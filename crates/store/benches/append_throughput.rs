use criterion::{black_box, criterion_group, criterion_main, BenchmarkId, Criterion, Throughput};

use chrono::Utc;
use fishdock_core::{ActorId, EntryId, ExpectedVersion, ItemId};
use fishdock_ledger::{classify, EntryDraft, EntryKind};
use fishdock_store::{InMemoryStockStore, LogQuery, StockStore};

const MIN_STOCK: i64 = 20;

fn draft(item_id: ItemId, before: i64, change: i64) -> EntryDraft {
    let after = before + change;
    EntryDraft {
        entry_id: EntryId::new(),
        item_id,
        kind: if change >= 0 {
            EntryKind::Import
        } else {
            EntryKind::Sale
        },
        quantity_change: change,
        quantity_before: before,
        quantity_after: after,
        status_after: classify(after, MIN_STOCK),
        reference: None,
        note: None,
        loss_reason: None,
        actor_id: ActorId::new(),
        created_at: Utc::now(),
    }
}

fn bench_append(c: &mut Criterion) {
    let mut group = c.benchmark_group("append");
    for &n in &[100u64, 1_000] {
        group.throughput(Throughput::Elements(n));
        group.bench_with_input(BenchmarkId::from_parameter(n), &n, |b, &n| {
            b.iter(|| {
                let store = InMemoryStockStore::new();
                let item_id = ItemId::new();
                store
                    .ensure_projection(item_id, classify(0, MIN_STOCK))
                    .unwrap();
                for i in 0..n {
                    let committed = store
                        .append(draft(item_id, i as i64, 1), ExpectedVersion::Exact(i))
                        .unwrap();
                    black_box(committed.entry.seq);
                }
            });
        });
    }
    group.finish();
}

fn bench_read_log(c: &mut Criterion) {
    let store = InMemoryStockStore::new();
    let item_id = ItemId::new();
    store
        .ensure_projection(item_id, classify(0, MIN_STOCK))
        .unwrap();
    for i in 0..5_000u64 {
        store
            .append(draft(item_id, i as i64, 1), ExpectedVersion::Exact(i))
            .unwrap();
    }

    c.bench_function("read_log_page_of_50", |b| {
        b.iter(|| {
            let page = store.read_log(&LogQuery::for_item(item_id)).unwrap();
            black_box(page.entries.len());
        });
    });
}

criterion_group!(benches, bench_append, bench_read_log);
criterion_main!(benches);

◆ ◆ ◆ ◆

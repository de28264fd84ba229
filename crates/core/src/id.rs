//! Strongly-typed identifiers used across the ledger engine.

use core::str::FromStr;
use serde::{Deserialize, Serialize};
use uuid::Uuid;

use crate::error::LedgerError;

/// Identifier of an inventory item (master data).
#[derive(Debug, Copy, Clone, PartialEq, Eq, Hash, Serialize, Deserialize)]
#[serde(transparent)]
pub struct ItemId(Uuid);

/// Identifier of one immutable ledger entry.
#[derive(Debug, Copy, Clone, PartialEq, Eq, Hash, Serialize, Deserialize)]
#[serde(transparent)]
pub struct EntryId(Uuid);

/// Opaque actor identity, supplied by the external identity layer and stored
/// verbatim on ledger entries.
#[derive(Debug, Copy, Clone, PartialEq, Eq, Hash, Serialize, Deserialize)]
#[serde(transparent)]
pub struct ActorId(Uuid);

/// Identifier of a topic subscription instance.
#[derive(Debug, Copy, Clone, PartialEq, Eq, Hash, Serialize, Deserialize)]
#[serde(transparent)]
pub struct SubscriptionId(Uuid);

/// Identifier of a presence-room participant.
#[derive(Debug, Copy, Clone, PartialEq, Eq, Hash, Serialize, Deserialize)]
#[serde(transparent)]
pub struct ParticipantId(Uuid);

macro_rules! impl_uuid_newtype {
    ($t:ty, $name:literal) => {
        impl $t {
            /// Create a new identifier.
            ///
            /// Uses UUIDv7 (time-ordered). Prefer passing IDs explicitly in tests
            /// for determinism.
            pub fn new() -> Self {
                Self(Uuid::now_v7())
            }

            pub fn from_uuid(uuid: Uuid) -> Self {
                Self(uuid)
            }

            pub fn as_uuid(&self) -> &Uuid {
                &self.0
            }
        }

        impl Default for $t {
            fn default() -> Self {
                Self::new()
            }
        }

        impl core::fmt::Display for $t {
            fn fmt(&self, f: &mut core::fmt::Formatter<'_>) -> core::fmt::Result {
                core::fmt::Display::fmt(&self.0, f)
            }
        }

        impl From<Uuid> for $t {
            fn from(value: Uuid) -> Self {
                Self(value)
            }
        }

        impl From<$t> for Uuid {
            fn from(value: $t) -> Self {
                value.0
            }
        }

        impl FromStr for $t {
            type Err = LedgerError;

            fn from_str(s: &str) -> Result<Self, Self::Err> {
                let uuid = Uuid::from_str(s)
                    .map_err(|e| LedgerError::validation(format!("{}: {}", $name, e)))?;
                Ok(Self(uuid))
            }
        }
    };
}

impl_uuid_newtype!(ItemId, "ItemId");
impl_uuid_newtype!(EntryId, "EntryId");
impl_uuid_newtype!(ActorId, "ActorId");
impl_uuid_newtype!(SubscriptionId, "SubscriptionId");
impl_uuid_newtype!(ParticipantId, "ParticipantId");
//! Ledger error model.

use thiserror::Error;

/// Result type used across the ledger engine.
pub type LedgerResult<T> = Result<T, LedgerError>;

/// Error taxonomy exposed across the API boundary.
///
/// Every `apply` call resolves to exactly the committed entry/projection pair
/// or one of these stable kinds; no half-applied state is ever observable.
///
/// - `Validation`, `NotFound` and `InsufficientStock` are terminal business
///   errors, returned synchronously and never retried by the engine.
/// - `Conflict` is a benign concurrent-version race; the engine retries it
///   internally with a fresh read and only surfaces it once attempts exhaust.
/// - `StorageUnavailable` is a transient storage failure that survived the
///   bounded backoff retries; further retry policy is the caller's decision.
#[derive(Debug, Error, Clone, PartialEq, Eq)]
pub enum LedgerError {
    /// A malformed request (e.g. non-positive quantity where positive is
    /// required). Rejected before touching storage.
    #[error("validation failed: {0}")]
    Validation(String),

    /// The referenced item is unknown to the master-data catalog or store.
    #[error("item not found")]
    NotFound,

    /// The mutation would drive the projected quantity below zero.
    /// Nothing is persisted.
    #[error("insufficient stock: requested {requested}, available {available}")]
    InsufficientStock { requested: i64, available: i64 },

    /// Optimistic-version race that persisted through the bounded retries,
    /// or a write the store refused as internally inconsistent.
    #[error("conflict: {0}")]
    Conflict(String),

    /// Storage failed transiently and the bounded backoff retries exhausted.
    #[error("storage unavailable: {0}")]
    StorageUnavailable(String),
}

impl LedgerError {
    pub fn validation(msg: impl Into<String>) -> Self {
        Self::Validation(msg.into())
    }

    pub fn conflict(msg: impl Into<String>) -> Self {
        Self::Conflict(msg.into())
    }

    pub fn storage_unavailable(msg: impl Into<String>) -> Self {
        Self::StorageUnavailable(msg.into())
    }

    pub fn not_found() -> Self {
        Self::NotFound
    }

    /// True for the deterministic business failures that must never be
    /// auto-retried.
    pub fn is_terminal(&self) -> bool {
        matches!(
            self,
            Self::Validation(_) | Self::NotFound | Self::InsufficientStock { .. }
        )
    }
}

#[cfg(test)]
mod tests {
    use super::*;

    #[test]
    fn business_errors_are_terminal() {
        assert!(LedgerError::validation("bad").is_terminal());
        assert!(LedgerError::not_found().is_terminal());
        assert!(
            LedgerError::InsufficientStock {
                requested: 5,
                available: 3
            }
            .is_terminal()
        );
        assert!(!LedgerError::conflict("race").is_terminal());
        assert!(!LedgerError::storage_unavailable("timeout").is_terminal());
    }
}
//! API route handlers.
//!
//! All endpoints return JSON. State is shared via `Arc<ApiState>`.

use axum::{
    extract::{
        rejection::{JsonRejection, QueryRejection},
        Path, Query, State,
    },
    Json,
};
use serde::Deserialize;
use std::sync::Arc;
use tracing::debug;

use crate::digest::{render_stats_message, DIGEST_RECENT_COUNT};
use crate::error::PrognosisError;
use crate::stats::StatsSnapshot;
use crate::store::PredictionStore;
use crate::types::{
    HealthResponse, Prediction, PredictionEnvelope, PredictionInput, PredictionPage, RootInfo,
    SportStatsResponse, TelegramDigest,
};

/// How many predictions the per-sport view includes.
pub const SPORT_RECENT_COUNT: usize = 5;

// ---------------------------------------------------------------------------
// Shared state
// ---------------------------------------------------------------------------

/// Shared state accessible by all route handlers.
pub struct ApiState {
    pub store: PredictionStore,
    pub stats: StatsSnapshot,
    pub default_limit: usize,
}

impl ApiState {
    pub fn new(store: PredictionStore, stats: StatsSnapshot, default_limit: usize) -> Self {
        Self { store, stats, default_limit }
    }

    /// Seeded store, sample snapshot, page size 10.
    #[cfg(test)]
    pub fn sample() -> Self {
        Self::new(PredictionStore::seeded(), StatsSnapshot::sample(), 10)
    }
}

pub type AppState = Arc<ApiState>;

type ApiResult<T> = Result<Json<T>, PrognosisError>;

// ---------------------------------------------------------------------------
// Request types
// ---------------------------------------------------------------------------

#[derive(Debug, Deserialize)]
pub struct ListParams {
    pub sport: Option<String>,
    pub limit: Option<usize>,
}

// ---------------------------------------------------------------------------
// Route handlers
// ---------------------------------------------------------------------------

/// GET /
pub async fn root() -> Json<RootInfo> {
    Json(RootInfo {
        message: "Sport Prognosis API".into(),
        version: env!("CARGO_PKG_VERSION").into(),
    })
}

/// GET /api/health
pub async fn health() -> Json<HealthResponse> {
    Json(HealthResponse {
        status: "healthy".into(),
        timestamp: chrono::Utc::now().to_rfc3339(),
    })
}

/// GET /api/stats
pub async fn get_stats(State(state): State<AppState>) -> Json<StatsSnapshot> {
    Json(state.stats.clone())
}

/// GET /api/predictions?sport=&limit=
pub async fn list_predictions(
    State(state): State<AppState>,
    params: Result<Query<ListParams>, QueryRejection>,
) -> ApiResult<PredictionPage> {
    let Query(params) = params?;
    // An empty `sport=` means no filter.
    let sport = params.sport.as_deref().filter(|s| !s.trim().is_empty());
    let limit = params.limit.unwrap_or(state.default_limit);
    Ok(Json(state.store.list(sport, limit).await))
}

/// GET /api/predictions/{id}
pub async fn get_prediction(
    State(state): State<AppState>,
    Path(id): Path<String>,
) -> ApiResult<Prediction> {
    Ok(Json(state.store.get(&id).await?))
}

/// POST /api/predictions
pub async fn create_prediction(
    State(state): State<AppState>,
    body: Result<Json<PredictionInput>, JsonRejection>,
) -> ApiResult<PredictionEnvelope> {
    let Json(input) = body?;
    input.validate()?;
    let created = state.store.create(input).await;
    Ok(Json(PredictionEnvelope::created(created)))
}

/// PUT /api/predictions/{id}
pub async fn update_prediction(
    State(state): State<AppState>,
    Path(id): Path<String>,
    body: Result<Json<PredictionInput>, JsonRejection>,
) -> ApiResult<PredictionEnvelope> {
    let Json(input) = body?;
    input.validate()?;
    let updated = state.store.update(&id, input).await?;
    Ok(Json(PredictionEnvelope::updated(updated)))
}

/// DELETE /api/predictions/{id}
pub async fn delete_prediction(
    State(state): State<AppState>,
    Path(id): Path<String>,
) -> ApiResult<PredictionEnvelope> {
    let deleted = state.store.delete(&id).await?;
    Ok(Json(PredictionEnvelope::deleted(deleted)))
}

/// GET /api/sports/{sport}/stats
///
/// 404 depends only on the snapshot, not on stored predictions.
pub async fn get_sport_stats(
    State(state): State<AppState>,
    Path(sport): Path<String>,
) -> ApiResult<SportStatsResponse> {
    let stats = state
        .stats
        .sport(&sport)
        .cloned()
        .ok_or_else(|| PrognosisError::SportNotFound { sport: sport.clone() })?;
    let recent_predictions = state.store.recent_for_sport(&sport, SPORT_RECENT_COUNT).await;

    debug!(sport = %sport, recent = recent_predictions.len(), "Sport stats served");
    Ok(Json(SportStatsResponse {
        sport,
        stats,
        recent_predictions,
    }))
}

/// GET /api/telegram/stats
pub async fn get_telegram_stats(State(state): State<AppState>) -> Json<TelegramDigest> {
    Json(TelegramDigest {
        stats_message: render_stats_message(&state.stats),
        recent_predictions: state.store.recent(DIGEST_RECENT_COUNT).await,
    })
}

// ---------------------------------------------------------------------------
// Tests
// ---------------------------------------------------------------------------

◆ ◆ ◆ ◆

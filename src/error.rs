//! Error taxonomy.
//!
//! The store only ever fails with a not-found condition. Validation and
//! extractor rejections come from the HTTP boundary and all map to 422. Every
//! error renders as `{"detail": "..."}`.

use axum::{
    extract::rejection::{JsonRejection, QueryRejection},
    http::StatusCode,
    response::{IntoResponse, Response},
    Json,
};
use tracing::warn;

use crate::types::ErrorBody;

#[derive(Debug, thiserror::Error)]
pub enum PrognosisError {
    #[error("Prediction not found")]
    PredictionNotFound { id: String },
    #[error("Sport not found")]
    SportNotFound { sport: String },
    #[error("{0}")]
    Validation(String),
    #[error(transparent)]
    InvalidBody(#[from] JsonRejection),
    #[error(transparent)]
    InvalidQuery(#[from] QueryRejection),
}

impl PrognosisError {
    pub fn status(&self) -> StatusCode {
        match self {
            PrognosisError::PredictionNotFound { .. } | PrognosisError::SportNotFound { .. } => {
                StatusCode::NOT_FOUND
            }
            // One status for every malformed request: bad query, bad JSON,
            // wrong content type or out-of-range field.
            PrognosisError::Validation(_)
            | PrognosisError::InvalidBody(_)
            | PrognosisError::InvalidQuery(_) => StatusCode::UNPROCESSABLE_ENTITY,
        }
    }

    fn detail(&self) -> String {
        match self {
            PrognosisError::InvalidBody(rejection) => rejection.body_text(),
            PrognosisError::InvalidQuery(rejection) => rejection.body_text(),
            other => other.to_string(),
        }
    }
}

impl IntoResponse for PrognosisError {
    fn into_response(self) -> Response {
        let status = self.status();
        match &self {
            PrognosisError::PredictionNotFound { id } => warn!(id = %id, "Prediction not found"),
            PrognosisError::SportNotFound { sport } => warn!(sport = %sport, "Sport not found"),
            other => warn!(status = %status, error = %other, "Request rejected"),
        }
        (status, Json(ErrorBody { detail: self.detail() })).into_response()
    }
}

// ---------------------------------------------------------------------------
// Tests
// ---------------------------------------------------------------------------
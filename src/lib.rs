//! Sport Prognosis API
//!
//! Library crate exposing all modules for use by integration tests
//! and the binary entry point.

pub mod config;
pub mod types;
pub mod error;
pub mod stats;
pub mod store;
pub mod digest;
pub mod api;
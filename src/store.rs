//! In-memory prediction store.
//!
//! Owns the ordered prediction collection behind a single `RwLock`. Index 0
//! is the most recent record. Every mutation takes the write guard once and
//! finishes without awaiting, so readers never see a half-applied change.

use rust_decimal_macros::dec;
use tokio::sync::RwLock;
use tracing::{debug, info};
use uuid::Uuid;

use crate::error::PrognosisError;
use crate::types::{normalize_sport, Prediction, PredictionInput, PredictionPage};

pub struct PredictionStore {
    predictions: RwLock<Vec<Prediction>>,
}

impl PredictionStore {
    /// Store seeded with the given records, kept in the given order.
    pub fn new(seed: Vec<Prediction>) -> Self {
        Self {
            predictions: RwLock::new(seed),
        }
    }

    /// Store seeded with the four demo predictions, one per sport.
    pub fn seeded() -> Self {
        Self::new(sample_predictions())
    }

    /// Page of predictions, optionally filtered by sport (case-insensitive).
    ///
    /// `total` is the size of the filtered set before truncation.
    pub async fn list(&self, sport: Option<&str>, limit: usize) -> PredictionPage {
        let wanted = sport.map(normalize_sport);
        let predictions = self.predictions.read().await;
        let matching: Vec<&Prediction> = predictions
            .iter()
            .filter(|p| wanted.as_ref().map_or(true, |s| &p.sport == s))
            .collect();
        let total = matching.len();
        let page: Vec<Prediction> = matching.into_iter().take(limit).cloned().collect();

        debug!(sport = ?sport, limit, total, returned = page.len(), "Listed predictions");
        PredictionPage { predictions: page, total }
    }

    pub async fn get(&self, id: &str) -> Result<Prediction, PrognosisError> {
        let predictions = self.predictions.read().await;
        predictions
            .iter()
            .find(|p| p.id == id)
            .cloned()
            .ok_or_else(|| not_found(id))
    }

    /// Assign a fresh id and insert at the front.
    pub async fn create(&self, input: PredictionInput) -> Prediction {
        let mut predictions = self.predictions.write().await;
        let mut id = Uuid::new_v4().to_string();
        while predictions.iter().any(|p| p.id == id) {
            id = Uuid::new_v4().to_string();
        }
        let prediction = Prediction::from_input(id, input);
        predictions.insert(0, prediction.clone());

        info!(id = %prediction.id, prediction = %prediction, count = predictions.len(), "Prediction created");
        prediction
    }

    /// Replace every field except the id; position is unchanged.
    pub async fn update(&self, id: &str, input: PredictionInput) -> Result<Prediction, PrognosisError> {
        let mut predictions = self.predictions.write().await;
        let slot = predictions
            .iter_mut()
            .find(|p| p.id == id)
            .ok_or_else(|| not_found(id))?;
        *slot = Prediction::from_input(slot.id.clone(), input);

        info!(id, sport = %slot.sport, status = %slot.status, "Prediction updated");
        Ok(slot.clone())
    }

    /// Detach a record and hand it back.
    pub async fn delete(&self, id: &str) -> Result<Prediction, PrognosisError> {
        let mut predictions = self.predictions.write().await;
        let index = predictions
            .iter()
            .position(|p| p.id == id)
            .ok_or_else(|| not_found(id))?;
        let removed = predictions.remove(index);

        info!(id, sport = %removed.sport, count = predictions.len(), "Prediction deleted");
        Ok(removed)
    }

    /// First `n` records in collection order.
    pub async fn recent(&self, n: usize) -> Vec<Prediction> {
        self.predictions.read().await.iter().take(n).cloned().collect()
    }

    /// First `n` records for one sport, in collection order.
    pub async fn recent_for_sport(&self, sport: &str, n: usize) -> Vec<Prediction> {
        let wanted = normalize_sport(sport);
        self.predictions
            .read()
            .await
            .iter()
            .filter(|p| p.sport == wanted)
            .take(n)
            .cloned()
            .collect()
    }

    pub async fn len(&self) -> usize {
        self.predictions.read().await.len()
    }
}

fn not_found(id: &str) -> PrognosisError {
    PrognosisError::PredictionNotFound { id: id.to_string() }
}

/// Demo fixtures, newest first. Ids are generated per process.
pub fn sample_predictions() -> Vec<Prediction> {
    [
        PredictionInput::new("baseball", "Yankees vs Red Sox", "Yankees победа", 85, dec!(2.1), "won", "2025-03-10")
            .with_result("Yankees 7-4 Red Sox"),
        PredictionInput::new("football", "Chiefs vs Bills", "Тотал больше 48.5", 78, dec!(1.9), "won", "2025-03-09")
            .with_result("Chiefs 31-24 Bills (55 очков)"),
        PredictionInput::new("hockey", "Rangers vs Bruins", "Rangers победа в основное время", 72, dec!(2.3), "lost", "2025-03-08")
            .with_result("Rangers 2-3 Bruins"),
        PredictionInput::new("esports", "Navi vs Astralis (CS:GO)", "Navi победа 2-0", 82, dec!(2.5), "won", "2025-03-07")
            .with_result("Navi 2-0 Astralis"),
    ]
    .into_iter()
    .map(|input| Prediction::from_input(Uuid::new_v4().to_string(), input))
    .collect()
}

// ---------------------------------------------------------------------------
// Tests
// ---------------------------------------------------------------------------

◆ ◆ ◆ ◆

* **ASSIGNMENT**
Please show, exactly as written, every line above that contains the word "handlers".

* **ANSWER BELOW**
//! API route handlers.
/// Shared state accessible by all route handlers.
// Route handlers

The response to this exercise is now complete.